I keep very few books after I’ve read them, usually passing them on to friends or family; either that or donating them to the local community library. I ripped through ‘The Passage of Love’ in lightning time for me – and it’s definitely a keeper.

But ‘Autumn Laing’ – oh dear, was that a struggle. Till well over the half way mark I wasn’t enjoying it one little bit. But then something kicked in, I was away and started to actually relish it. But it took most of the month to get to that stage.

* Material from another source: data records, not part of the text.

//! 认证路由

use agora_errors::AppError;
use agora_identity::application::LoginResult;
use axum::{
    Router,
    extract::{Json, Path, State, rejection::JsonRejection},
    http::StatusCode,
    routing::{get, post},
};
use serde::{Deserialize, Serialize};

use crate::error::ApiResult;
use crate::state::AppState;

pub fn auth_routes() -> Router<AppState> {
    Router::new()
        .route("/api/auth/signup", post(signup))
        .route(
            "/api/auth/accountVerification/{token}",
            get(verify_account),
        )
        .route("/api/auth/login", post(login))
        .route("/api/auth/resendVerification", post(resend_verification))
}

#[derive(Deserialize)]
pub struct SignupRequest {
    pub username: String,
    pub email: String,
    pub password: String,
}

#[derive(Debug, Serialize)]
pub struct SignupResponse {
    pub message: String,
    pub verification_email_sent: bool,
}

/// 注册
///
/// 账户已创建但激活通知未能受理时返回 202。
async fn signup(
    State(state): State<AppState>,
    body: Result<Json<SignupRequest>, JsonRejection>,
) -> ApiResult<(StatusCode, Json<SignupResponse>)> {
    let Json(req) = body?;

    match state
        .auth
        .signup(&req.username, &req.email, &req.password)
        .await
    {
        Ok(()) => Ok((
            StatusCode::OK,
            Json(SignupResponse {
                message: "User registration successful".to_string(),
                verification_email_sent: true,
            }),
        )),
        Err(AppError::Delivery(_)) => Ok((
            StatusCode::ACCEPTED,
            Json(SignupResponse {
                message: "User registered, verification email could not be sent".to_string(),
                verification_email_sent: false,
            }),
        )),
        Err(e) => Err(e.into()),
    }
}

#[derive(Debug, Serialize)]
pub struct MessageResponse {
    pub message: String,
}

async fn verify_account(
    State(state): State<AppState>,
    Path(token): Path<String>,
) -> ApiResult<Json<MessageResponse>> {
    state.auth.verify_account(&token).await?;

    Ok(Json(MessageResponse {
        message: "Account activated successfully".to_string(),
    }))
}

#[derive(Deserialize)]
pub struct LoginRequest {
    pub username: String,
    pub password: String,
}

async fn login(
    State(state): State<AppState>,
    body: Result<Json<LoginRequest>, JsonRejection>,
) -> ApiResult<Json<LoginResult>> {
    let Json(req) = body?;
    let result = state.auth.login(&req.username, &req.password).await?;
    Ok(Json(result))
}

#[derive(Debug, Deserialize)]
pub struct ResendVerificationRequest {
    pub email: String,
}

/// 重新发送激活邮件
///
/// 邮箱是否注册对调用方不可见，统一返回 202，通知未能受理时也一样。
async fn resend_verification(
    State(state): State<AppState>,
    body: Result<Json<ResendVerificationRequest>, JsonRejection>,
) -> ApiResult<(StatusCode, Json<MessageResponse>)> {
    let Json(req) = body?;
    match state.auth.resend_verification(&req.email).await {
        Ok(()) | Err(AppError::Delivery(_)) => {}
        Err(e) => return Err(e.into()),
    }

    Ok((
        StatusCode::ACCEPTED,
        Json(MessageResponse {
            message: "If the account exists and is not yet active, a new verification email has been sent".to_string(),
        }),
    ))
}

And it also took a while to twig that this was Miller’s version of the artistic machinations of the Heide story, with his major characters being based on Sunday Reed, her husband and the artist Sidney Nolan. Taking place during one of the golden periods for Australian art, it’s a tale that has fascinated me for years. And, in a link to ‘The Passage of Love’, it was a book of outback images, taken by the great artist unbeknown to Miller, that first enticed the writer to come to Australia.

Autumn (read Reed) is in her dotage, her body increasingly failing her, obsessed by her memories and memoirs, she recalls her affair with the mercurial Pat Donlan (Nolan). At that time the would-be artist was trying to convince himself and the world around him that it was possible to paint in an Australian way. He finds he is bashing his head against a brick wall in conservative Melbourne until it is recommended that he visits a supporter of young talent from outside the art establishment – Arthur Laing (John Reed). Through a series of events Pat eventually moves into the Laing’s residence and commences his affair with the only too willing Autumn. The pair soon take off to the back country of Queensland where Nolan, sorry Donlan, finds his mojo and his art supplants his lover. Both Pat and Mrs Laing are not particularly appealing characters – I was more drawn to the ever-patient Arthur who was prepared to wait out his wife’s infidelity until the artist leaves them both for fame and fortune.

I’m pleased I read ‘The Passage of Love’ first. Had I commenced with the older book the latest may still be sitting on my shelf this time next year. ‘Autumn Laing’ is not a keeper, but I am hoping the eighty year old Miller can continue his semi-autobiography with a sequel, as well as delivering other titles. Long may Alex Miller be around.